Condor Ferries exclusive: life behind the boats

In a new twenty-eight part series, we take the time to learn about the people and practices of Condor Ferries.  In the first instalment, we begin by listening to chief engineer Nick Hamstring, the man responsible for maintaining and servicing the fleet


My day starts at around 6am, when I get up as quietly as I can, and tiptoe around the place so as not to wake my wife.  She gets cross if I disturb her. 

I tend to steer clear of breakfast these days.  It just makes me feel more sick when I get to work.   I have two double espressos and then walk the dog.  It is supposed be my wife’s dog, but in recent years she has taken to increasingly referring to it as my dog.  I don’t mind too much.  Walking it gives me a good chance to try to play-out all of the confrontations I’m about to face when I get in, so it’s good in that way, I guess.  Even if it is raining.

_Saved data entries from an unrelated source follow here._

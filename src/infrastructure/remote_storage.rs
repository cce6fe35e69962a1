//! 远程存储 - 基础设施层
//!
//! 只暴露 put / delete / exists 三个能力，句柄是不透明的字符串

use async_openai::{
    config::OpenAIConfig,
    error::OpenAIError,
    types::files::{CreateFileRequestArgs, FileInput, FilePurpose},
    Client,
};
use async_trait::async_trait;
use tracing::debug;

use crate::error::StorageError;

/// 远程存储能力
#[async_trait]
pub trait RemoteStorage: Send + Sync {
    /// 上传内容，返回远程 ID
    async fn put(&self, file_name: &str, bytes: Vec<u8>) -> Result<String, StorageError>;

    /// 删除远程文件
    async fn delete(&self, handle_id: &str) -> Result<(), StorageError>;

    /// 远程文件是否仍然存在
    async fn exists(&self, handle_id: &str) -> Result<bool, StorageError>;
}

/// 基于 OpenAI Files API 的远程存储
pub struct OpenAiFileStorage {
    client: Client<OpenAIConfig>,
}

impl OpenAiFileStorage {
    pub fn new(client: Client<OpenAIConfig>) -> Self {
        Self { client }
    }
}

#[async_trait]
impl RemoteStorage for OpenAiFileStorage {
    async fn put(&self, file_name: &str, bytes: Vec<u8>) -> Result<String, StorageError> {
        let upload_failed = |message: String| StorageError::UploadFailed {
            path: file_name.into(),
            message,
        };

        debug!("上传 {} ({} 字节)", file_name, bytes.len());
        let request = CreateFileRequestArgs::default()
            .file(FileInput::from_vec_u8(file_name.to_string(), bytes))
            .purpose(FilePurpose::Assistants)
            .build()
            .map_err(|e| upload_failed(e.to_string()))?;

        let file = self
            .client
            .files()
            .create(request)
            .await
            .map_err(|e| upload_failed(e.to_string()))?;

        Ok(file.id)
    }

    async fn delete(&self, handle_id: &str) -> Result<(), StorageError> {
        let response = self
            .client
            .files()
            .delete(handle_id)
            .await
            .map_err(|e| StorageError::DeleteFailed {
                handle: handle_id.to_string(),
                message: e.to_string(),
            })?;

        if response.deleted {
            Ok(())
        } else {
            Err(StorageError::DeleteFailed {
                handle: handle_id.to_string(),
                message: "服务端返回 deleted=false".to_string(),
            })
        }
    }

    async fn exists(&self, handle_id: &str) -> Result<bool, StorageError> {
        match self.client.files().retrieve(handle_id).await {
            Ok(_) => Ok(true),
            // 服务端明确拒绝（通常是 404）视为不存在
            Err(OpenAIError::ApiError(e)) => {
                debug!("远程文件 {} 不可用: {}", handle_id, e.message);
                Ok(false)
            }
            Err(e) => Err(StorageError::LookupFailed {
                handle: handle_id.to_string(),
                message: e.to_string(),
            }),
        }
    }
}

At work, I begin the day by reading about the most recent breakdowns.  I try to get there a good hour before anyone else - to give me some sort of chance to try and prioritise them in some way.  Depending how many engine failures we have had, and how many passengers are stranded where, I will try to put together a work schedule that has the best possible outcome for Jersey-based travellers.  It’s just better that way, what with me living here and all.

The mornings tend to go quickly.  There is always someone shouting for something or threatening us, and it can be hard to try and stay on top of what needs to be done at any given time.  We must be the only passenger provider, globally, where people have such low expectations – and then get so angry when those expectations are then met.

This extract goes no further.